## Source records
......
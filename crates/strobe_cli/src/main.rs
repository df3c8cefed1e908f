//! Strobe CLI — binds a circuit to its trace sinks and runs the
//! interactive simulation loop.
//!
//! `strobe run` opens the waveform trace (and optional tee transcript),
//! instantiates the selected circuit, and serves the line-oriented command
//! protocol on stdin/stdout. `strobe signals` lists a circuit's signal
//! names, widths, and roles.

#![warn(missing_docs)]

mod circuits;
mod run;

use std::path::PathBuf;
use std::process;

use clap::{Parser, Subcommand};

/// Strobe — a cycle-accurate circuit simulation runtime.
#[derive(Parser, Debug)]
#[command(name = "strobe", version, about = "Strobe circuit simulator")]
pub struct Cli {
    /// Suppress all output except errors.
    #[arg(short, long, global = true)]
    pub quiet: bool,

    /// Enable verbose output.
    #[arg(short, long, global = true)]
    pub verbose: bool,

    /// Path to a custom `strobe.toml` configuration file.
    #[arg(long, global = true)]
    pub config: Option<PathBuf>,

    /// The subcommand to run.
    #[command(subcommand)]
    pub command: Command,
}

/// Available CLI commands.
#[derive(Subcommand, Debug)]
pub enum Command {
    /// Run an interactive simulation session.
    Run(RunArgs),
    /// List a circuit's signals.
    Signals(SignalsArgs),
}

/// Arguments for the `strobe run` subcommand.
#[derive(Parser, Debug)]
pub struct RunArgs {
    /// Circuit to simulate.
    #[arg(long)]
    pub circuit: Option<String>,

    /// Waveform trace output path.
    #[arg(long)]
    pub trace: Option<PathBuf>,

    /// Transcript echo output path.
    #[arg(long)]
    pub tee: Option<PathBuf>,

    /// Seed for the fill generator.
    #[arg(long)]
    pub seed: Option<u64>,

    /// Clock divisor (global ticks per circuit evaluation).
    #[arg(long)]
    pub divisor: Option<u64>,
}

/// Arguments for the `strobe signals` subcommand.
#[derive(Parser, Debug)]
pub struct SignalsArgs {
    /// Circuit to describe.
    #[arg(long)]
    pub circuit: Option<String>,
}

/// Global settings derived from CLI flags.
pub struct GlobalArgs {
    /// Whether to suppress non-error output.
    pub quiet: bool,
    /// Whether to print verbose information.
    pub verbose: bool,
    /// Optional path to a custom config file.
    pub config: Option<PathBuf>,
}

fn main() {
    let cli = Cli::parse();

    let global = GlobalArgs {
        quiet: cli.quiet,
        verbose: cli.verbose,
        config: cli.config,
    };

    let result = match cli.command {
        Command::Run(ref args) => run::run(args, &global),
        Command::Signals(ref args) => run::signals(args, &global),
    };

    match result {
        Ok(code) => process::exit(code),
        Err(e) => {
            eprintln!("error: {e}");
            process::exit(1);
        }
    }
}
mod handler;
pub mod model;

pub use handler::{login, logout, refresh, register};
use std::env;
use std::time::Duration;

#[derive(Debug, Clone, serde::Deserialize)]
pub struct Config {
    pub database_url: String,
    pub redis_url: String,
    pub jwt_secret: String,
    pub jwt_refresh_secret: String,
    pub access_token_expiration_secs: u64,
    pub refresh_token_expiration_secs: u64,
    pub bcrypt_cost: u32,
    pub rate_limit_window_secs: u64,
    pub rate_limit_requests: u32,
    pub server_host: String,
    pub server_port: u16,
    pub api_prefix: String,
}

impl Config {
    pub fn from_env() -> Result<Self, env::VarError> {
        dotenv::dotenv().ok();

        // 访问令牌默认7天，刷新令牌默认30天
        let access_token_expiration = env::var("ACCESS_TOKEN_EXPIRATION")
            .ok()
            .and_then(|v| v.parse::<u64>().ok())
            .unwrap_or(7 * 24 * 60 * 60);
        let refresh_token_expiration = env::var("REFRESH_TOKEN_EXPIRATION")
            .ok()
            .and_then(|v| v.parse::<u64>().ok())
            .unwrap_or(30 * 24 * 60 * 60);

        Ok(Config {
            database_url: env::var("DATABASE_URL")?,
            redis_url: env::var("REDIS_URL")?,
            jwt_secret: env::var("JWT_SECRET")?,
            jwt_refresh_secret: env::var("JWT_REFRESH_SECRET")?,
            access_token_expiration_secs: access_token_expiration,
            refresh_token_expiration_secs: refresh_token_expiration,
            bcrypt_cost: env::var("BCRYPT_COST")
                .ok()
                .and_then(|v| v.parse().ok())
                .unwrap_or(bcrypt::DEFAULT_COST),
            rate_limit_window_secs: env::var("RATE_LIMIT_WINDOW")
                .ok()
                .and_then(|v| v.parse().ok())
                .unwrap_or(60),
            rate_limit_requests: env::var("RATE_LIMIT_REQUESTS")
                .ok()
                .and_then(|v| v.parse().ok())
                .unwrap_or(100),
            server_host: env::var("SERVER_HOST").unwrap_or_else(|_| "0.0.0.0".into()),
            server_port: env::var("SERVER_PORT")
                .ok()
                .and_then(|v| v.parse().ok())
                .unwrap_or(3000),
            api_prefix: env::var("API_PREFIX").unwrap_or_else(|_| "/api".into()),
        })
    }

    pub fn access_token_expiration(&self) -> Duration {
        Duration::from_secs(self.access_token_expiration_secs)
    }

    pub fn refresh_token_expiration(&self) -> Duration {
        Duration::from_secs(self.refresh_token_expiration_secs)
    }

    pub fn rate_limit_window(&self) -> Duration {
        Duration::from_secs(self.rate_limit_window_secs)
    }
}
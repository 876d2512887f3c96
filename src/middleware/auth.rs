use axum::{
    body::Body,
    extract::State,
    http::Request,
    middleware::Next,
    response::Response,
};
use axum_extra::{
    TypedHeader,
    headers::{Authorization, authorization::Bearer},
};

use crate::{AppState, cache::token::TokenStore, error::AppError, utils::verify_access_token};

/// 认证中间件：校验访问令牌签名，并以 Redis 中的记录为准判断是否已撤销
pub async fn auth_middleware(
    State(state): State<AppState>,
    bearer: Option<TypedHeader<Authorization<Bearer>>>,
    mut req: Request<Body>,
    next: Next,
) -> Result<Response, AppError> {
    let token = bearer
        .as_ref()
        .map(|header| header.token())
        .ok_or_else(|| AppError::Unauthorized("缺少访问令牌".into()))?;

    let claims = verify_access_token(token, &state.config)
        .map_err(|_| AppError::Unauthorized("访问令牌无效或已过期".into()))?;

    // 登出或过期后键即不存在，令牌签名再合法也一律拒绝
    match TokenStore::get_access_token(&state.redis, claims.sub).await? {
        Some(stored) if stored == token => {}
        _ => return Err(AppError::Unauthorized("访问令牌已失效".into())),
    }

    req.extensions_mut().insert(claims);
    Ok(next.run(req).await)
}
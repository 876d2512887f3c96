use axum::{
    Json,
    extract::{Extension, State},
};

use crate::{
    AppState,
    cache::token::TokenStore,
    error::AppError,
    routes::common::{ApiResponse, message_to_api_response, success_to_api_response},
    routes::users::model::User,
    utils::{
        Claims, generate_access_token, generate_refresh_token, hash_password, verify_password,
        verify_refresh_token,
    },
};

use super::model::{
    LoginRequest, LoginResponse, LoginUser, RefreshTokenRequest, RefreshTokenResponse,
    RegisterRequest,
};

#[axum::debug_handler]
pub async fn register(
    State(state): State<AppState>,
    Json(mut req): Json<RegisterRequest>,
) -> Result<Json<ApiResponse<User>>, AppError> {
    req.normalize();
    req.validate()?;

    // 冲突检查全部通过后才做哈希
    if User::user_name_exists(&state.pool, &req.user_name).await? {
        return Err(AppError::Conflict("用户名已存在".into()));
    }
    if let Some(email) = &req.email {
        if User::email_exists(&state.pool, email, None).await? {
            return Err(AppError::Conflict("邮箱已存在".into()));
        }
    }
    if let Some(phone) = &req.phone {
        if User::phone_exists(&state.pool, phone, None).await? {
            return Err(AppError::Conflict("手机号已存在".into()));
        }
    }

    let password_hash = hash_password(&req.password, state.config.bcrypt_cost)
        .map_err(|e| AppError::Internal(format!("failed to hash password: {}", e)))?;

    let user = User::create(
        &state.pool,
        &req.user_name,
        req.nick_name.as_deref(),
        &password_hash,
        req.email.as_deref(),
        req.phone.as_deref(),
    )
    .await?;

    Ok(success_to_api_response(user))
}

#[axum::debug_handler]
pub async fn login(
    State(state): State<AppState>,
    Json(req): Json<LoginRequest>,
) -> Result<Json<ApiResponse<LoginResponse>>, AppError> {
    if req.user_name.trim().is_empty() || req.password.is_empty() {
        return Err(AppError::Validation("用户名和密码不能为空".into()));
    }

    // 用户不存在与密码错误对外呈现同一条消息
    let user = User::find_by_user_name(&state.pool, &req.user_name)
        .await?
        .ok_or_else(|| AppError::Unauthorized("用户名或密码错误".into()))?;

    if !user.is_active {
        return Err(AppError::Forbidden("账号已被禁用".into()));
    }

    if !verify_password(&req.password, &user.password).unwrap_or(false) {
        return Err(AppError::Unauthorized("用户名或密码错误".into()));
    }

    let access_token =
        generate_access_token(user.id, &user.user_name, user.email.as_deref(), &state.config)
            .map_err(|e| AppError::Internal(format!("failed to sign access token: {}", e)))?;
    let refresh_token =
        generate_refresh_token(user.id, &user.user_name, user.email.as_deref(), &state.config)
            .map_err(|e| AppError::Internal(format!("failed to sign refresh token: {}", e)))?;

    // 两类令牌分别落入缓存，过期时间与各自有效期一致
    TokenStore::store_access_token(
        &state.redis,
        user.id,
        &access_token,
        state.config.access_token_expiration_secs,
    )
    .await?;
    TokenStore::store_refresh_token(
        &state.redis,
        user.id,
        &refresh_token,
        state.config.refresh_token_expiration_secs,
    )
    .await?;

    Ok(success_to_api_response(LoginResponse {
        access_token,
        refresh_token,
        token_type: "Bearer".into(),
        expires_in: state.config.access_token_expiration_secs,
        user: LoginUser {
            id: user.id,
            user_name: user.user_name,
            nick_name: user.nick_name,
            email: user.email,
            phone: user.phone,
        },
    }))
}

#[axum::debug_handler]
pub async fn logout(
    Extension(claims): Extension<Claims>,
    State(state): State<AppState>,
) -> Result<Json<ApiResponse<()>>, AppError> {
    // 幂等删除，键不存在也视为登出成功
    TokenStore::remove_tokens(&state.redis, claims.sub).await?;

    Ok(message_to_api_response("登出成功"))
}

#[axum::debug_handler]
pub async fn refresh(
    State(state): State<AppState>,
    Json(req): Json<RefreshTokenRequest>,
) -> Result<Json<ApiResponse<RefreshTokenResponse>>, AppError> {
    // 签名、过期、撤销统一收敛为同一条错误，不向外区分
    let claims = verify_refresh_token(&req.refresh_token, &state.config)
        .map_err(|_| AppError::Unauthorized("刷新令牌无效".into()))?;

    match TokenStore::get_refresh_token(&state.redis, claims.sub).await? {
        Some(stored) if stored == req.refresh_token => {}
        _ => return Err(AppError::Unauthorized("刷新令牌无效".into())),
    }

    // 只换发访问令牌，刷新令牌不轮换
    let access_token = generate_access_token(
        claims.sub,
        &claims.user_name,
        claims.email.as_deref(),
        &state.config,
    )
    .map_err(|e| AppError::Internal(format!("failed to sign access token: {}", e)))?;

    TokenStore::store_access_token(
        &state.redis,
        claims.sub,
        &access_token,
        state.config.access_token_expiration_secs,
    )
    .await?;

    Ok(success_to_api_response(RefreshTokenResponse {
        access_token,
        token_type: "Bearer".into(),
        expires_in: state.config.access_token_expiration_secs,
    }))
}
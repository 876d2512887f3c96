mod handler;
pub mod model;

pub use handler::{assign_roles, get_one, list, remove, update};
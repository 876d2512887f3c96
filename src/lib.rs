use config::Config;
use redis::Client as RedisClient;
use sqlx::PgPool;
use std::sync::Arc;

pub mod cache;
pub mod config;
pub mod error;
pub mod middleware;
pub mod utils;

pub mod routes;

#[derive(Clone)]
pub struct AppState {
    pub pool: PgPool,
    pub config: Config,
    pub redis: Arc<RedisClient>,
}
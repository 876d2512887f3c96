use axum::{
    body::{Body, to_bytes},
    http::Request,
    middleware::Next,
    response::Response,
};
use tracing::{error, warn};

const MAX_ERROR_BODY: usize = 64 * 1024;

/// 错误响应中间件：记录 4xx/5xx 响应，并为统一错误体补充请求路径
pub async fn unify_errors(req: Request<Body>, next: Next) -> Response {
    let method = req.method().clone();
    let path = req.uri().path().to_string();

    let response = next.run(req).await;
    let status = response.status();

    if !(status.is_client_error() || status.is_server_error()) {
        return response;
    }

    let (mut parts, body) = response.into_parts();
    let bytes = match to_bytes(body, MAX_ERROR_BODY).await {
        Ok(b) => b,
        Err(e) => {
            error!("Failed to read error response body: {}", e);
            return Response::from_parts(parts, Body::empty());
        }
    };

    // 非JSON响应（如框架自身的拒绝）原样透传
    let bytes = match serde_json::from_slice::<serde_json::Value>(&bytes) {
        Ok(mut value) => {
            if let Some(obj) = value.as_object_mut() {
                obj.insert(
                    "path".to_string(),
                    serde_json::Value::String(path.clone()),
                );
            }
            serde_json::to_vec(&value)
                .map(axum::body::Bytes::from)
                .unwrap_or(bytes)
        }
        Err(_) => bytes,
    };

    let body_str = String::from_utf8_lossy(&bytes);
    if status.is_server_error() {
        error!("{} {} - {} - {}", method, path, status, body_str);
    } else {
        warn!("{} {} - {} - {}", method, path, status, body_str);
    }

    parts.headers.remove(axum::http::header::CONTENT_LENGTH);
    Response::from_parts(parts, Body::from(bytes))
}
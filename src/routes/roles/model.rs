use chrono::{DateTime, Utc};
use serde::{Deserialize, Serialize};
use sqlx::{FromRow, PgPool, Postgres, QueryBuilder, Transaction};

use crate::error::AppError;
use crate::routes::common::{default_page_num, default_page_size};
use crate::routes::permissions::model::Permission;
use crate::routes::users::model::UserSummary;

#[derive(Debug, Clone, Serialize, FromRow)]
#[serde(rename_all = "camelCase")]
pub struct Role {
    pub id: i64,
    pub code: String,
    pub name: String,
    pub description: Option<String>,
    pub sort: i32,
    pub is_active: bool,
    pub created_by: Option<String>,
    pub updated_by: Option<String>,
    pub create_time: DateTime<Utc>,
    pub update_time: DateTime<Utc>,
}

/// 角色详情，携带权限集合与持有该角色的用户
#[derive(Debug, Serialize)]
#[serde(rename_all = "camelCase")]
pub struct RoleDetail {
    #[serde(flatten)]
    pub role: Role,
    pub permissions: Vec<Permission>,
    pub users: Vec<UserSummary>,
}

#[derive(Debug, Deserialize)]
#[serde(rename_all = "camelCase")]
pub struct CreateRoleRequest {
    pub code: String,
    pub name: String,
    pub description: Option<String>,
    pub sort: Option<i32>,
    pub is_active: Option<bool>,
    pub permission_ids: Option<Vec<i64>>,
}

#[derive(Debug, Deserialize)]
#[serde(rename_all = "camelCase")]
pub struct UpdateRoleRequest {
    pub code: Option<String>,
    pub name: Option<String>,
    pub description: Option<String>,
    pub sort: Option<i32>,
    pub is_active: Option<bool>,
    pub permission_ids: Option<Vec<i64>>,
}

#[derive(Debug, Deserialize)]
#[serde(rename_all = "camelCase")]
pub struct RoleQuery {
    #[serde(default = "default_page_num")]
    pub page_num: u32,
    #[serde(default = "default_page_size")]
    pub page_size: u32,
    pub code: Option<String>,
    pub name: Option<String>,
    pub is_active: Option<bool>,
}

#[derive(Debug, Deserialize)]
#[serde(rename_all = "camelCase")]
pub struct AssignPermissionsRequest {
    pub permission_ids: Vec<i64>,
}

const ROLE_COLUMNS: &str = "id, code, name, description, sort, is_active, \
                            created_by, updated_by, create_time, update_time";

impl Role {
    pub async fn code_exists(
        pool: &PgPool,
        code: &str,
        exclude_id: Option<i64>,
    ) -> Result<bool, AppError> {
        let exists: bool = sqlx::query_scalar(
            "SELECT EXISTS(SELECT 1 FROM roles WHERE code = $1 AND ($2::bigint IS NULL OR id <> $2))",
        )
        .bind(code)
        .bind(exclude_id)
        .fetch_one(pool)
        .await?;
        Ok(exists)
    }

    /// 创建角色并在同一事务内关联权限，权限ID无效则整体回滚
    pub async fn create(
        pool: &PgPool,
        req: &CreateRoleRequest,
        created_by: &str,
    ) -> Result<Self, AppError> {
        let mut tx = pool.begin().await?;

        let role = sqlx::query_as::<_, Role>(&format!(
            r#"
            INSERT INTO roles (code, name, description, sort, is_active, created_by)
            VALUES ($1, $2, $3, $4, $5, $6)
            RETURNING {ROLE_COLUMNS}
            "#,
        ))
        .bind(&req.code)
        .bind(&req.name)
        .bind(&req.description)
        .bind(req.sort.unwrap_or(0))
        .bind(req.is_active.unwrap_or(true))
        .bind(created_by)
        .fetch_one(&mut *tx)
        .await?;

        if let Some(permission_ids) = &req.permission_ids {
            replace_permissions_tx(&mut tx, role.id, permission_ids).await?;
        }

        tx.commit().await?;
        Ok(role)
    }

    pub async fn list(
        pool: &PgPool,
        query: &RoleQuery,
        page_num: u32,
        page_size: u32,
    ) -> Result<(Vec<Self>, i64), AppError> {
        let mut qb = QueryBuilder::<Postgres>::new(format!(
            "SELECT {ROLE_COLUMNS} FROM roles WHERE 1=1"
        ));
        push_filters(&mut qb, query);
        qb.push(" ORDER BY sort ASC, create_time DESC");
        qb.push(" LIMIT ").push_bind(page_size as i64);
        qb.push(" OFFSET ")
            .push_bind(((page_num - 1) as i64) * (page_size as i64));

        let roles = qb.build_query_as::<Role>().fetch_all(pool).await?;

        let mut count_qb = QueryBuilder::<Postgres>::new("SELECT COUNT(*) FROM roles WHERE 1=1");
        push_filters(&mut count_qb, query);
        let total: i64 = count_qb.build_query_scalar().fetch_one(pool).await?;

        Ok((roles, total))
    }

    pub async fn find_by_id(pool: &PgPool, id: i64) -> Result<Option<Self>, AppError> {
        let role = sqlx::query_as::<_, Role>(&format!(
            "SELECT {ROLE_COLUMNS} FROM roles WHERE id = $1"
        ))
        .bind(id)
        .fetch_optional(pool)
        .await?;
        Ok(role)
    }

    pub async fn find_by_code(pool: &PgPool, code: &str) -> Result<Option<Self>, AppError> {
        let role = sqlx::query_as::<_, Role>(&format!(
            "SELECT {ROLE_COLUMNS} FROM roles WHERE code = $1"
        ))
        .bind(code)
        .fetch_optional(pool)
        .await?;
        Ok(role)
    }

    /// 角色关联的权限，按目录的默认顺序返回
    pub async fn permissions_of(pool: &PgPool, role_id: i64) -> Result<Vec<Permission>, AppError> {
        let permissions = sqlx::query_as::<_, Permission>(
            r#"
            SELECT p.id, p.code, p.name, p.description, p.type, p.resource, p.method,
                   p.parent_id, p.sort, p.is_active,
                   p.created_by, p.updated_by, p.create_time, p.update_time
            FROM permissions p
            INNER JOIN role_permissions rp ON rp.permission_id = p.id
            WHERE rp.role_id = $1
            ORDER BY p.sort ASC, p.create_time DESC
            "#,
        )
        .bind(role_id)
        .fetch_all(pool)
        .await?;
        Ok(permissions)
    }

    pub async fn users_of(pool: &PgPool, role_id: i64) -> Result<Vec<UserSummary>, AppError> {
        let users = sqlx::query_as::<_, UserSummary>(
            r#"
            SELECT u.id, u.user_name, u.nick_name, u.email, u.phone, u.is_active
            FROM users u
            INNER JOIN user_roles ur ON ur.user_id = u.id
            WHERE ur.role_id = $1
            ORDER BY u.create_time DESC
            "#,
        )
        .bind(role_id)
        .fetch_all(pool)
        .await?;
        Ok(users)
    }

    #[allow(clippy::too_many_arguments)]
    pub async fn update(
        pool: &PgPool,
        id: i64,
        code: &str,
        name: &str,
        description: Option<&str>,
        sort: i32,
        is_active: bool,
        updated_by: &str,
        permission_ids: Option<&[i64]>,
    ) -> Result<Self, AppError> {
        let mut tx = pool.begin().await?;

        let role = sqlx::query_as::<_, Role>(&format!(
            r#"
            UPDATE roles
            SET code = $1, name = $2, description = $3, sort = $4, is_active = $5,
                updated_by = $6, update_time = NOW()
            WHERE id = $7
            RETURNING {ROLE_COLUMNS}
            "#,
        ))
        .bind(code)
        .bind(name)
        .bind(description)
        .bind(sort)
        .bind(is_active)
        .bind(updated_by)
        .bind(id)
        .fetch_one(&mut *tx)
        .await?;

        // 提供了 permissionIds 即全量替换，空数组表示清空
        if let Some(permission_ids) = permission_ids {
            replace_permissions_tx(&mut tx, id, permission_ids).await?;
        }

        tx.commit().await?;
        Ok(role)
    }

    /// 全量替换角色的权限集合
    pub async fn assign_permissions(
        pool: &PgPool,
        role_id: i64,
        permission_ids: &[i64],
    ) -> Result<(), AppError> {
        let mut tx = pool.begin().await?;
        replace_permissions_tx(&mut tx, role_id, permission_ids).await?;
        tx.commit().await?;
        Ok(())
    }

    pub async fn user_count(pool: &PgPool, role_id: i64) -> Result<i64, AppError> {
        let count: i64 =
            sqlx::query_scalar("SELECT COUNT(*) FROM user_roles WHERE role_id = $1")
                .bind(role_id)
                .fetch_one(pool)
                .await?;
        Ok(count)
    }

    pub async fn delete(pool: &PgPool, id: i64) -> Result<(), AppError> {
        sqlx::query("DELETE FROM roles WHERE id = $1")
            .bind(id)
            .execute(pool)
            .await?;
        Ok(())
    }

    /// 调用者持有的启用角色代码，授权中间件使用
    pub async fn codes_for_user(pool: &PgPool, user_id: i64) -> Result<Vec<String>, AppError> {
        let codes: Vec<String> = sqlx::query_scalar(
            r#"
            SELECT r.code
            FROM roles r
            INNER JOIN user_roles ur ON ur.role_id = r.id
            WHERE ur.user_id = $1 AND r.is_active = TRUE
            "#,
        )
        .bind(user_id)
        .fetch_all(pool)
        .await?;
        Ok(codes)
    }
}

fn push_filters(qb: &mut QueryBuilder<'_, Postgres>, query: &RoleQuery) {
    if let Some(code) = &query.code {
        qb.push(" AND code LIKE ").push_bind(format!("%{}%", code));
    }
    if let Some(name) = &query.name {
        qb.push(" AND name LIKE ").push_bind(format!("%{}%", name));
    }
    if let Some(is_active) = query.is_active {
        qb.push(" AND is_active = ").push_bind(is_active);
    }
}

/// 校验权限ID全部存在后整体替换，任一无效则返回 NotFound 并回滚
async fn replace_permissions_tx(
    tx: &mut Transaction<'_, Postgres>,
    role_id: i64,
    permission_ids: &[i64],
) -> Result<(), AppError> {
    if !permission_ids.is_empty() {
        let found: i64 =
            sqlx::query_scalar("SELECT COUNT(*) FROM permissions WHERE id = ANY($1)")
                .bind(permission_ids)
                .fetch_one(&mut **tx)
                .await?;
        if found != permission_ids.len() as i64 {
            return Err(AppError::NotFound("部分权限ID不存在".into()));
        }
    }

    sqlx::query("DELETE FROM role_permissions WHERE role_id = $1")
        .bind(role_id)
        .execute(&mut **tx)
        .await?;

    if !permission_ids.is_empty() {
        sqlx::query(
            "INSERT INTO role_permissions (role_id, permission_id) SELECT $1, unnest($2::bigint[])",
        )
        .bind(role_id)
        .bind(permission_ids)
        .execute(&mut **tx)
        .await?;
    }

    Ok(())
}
......
## What is needed
Which lines hold the word "UserSummary"? Copy each of them from the records.

## Output
use crate::routes::users::model::UserSummary;
    pub users: Vec<UserSummary>,
    pub async fn users_of(pool: &PgPool, role_id: i64) -> Result<Vec<UserSummary>, AppError> {
        let users = sqlx::query_as::<_, UserSummary>(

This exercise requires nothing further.